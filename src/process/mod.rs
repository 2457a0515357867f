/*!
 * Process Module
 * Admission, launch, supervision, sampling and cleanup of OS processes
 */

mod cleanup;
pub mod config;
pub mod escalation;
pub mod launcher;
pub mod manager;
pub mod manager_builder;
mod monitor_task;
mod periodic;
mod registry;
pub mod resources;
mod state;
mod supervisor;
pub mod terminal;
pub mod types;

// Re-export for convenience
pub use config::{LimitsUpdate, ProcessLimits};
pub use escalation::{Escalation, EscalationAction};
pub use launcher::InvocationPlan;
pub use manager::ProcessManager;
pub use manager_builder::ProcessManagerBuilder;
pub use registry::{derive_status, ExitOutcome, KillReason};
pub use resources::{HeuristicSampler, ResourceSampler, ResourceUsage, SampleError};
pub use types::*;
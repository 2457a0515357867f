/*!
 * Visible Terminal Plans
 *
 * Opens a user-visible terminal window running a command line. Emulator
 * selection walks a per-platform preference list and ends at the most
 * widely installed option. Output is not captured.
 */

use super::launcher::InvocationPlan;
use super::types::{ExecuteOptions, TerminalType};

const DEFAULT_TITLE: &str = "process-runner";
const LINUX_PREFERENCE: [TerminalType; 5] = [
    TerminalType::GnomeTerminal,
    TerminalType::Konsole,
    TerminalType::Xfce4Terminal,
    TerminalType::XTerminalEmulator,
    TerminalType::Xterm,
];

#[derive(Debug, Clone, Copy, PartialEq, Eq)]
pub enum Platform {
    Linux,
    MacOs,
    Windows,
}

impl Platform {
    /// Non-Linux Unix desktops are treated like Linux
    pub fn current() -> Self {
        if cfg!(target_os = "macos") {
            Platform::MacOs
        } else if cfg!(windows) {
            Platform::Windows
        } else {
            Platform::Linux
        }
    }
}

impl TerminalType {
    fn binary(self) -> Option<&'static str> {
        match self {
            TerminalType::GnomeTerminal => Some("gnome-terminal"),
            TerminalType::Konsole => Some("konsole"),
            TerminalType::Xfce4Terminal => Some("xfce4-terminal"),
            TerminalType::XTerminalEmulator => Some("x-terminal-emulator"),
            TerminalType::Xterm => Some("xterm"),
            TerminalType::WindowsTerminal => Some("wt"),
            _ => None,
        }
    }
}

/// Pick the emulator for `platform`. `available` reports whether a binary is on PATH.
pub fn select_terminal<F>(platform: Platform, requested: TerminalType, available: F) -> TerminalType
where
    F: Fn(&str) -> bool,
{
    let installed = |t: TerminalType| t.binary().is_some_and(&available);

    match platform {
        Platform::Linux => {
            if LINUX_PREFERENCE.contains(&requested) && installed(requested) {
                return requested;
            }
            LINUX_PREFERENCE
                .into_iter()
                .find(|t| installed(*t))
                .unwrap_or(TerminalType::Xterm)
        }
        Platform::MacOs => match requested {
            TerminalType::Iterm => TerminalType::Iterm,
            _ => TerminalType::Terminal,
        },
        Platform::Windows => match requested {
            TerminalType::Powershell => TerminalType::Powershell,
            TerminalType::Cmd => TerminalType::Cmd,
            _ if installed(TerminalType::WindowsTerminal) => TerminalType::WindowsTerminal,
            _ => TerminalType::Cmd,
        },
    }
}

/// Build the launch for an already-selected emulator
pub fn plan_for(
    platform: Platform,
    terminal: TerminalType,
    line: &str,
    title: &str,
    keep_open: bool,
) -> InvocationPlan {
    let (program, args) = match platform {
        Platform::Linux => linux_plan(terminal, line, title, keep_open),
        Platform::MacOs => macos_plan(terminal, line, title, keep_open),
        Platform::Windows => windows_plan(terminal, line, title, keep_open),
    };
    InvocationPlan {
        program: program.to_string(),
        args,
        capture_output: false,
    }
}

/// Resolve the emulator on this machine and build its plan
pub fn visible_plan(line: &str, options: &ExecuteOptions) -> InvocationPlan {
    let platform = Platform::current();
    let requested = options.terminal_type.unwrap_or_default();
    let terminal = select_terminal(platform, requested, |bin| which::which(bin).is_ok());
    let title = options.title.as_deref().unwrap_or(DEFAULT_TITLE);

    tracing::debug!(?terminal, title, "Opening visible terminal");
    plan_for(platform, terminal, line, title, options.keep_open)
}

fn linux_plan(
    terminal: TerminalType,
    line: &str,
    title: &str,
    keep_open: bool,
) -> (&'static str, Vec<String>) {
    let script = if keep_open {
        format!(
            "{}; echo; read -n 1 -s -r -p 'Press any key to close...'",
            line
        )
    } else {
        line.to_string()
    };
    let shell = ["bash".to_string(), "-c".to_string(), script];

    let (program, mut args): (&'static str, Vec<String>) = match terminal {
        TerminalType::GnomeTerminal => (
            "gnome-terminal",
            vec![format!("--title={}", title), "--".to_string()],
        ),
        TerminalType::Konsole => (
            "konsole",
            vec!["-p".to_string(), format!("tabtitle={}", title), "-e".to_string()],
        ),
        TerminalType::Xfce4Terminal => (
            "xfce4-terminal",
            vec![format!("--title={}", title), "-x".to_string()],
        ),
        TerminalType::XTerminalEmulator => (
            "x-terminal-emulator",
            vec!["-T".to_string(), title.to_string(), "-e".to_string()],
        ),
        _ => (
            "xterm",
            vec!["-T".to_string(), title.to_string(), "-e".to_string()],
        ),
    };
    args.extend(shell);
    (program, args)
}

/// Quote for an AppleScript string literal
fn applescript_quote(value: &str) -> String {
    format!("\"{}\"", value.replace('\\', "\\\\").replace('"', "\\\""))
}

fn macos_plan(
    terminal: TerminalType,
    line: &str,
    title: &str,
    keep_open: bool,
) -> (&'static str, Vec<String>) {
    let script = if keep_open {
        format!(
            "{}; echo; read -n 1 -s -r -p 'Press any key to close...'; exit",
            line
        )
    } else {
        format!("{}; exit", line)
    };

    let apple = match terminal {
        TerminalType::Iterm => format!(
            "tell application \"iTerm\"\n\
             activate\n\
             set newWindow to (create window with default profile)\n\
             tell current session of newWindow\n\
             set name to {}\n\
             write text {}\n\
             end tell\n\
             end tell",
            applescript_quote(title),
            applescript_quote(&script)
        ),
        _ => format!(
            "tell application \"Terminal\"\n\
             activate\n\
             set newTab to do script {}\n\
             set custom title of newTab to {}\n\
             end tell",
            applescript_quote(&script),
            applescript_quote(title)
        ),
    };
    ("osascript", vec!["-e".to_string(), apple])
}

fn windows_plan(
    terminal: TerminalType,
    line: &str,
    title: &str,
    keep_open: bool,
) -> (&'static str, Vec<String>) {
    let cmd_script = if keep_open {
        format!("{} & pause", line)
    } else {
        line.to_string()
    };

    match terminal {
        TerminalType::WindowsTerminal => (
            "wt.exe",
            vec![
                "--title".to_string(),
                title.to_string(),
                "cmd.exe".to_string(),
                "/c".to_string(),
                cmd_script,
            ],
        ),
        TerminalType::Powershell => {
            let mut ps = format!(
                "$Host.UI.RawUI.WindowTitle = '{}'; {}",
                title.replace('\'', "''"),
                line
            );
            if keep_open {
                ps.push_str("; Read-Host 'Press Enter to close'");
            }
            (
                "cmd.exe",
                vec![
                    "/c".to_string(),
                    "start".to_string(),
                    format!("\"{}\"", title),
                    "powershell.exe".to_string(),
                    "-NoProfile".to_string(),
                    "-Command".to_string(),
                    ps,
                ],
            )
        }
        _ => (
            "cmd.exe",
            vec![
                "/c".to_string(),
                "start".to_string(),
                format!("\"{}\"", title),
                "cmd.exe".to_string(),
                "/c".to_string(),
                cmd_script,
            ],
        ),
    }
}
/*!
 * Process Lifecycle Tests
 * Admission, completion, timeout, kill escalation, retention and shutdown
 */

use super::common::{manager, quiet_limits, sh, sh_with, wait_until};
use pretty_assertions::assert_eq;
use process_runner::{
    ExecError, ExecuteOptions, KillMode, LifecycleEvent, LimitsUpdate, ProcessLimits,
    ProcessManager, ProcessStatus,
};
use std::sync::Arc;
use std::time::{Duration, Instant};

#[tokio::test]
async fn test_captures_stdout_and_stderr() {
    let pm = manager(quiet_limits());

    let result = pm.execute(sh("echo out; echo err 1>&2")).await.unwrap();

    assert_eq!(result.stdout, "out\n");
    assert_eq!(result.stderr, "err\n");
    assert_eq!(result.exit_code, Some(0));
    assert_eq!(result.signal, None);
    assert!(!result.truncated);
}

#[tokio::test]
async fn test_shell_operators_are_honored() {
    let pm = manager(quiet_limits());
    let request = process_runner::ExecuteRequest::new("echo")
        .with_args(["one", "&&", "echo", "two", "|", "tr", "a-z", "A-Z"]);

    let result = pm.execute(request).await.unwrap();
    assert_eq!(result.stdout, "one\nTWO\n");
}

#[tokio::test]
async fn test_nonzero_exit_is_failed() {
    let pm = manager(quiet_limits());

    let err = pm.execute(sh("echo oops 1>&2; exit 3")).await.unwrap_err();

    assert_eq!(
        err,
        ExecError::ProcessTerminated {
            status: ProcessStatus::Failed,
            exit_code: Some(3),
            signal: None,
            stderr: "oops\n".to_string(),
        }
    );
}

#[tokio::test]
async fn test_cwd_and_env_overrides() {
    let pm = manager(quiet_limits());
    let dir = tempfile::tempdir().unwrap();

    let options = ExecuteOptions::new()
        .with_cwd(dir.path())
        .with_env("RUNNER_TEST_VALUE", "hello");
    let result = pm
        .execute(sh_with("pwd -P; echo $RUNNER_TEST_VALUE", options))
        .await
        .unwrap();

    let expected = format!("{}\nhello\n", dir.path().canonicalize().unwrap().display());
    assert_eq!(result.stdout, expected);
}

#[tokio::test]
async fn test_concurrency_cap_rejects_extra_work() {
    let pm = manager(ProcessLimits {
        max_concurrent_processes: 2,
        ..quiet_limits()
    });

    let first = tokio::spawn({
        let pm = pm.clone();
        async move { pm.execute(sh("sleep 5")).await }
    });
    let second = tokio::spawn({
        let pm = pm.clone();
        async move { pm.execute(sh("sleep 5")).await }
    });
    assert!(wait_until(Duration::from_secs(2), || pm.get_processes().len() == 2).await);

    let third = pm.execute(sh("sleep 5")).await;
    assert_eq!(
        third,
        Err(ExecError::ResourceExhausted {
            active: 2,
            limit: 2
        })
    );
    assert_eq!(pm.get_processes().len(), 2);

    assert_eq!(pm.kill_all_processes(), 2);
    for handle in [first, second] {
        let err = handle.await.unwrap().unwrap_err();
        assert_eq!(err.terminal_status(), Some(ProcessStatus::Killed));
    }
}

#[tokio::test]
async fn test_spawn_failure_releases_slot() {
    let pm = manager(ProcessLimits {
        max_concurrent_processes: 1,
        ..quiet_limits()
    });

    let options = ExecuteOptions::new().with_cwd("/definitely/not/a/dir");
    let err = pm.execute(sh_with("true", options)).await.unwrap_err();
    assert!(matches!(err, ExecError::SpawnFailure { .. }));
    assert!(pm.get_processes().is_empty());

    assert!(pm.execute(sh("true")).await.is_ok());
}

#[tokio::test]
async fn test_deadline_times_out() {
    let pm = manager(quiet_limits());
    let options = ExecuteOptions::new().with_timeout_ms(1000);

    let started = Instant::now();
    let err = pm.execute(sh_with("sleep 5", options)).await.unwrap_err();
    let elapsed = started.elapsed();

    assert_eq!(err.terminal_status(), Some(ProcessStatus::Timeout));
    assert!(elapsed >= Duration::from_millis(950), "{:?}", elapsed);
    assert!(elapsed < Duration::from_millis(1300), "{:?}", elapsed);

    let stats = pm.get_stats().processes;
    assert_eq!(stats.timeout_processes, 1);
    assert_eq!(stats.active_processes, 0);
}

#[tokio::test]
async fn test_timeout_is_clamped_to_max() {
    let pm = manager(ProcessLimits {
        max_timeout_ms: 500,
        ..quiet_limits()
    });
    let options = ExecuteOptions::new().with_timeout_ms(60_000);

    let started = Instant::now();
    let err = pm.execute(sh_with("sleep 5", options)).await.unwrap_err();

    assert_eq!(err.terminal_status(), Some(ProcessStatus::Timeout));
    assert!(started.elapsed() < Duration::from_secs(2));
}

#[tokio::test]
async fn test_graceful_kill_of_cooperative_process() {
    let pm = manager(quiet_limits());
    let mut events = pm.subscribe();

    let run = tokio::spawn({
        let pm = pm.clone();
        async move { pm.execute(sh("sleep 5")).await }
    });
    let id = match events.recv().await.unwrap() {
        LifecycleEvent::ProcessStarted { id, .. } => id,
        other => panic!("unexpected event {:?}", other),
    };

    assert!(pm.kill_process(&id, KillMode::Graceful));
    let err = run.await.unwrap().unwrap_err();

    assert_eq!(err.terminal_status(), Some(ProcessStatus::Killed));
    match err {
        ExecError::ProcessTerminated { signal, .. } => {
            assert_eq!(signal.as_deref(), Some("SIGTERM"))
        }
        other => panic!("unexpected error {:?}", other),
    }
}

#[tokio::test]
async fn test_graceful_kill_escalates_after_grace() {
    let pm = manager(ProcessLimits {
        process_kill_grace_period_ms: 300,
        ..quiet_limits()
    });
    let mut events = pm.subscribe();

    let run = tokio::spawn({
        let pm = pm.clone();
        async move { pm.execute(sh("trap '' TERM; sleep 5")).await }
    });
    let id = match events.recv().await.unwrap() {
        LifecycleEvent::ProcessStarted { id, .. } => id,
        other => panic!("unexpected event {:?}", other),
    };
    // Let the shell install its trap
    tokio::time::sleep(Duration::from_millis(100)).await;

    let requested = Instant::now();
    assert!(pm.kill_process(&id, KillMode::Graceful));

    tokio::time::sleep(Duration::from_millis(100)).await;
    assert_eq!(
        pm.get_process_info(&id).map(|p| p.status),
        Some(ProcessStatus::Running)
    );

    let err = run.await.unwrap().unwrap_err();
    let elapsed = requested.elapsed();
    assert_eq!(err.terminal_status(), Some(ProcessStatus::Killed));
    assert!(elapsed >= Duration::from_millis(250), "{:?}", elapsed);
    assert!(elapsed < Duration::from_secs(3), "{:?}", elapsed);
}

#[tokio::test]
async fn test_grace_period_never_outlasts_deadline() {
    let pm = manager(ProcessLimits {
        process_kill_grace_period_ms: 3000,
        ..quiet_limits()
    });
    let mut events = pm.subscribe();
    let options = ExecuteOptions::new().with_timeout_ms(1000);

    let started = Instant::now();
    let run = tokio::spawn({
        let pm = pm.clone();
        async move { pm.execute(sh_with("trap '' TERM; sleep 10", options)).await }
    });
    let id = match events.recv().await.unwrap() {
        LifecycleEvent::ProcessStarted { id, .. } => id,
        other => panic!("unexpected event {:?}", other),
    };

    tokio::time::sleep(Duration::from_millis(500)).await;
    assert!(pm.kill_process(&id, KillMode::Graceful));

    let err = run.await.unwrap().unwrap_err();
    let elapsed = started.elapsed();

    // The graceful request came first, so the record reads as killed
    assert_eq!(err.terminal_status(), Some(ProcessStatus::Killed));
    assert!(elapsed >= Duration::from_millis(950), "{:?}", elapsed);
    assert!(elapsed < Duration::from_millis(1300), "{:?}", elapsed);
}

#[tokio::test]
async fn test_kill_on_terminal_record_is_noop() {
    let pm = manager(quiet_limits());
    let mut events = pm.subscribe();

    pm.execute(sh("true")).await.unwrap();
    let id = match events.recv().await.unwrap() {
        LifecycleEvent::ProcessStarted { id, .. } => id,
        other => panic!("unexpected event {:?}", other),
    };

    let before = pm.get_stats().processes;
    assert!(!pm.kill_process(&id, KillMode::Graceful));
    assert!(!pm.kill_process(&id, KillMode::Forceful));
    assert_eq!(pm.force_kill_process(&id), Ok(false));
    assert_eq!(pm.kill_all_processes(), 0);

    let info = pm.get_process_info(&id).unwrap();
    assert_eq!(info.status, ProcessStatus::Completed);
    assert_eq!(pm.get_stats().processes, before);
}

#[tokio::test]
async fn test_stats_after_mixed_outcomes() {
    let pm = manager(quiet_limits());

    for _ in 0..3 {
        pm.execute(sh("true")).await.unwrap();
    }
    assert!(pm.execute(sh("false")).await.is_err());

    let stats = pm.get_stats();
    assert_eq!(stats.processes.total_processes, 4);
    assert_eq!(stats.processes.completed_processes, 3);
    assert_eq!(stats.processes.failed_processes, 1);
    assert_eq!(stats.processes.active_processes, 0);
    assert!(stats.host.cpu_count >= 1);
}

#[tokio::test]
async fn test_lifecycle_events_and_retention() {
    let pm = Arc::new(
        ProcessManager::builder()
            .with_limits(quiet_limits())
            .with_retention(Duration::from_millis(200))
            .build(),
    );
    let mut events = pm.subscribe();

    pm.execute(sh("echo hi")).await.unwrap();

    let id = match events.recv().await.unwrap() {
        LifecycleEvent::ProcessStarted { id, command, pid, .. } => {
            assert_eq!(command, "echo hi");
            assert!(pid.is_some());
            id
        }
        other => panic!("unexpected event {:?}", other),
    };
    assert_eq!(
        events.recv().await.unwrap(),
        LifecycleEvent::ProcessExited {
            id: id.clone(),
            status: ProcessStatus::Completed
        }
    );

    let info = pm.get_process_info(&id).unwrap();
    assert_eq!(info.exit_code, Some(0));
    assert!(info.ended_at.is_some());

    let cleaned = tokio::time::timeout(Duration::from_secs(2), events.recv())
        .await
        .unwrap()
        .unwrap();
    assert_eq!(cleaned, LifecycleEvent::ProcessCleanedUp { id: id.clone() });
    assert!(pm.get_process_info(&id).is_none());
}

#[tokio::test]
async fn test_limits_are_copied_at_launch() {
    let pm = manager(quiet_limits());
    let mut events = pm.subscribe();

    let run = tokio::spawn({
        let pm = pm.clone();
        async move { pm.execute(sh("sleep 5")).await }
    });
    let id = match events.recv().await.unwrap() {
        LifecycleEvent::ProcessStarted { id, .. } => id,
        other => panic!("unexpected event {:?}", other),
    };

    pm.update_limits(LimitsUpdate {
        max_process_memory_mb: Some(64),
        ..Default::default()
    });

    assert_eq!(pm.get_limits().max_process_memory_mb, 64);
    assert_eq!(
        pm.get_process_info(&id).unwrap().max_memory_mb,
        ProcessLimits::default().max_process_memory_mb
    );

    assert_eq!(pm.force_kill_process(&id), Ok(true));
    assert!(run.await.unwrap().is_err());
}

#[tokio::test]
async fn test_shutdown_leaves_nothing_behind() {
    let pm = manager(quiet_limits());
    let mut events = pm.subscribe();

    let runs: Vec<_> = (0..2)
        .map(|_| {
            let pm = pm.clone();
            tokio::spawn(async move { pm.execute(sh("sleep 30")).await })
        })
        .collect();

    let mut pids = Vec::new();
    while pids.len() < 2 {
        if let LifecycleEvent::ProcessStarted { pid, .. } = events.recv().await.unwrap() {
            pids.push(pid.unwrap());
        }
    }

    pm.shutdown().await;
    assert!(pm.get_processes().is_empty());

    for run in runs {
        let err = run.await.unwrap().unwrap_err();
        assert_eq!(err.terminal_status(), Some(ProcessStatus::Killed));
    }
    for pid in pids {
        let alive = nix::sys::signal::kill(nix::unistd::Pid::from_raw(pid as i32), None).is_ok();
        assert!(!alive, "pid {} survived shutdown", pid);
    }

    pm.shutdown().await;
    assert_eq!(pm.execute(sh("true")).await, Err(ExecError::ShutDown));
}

→ Task goal:
Give back every line of the listing where the word "escalation" shows up.

→ Result of this exercise:
pub mod escalation;
pub use escalation::{Escalation, EscalationAction};
 * Admission, completion, timeout, kill escalation, retention and shutdown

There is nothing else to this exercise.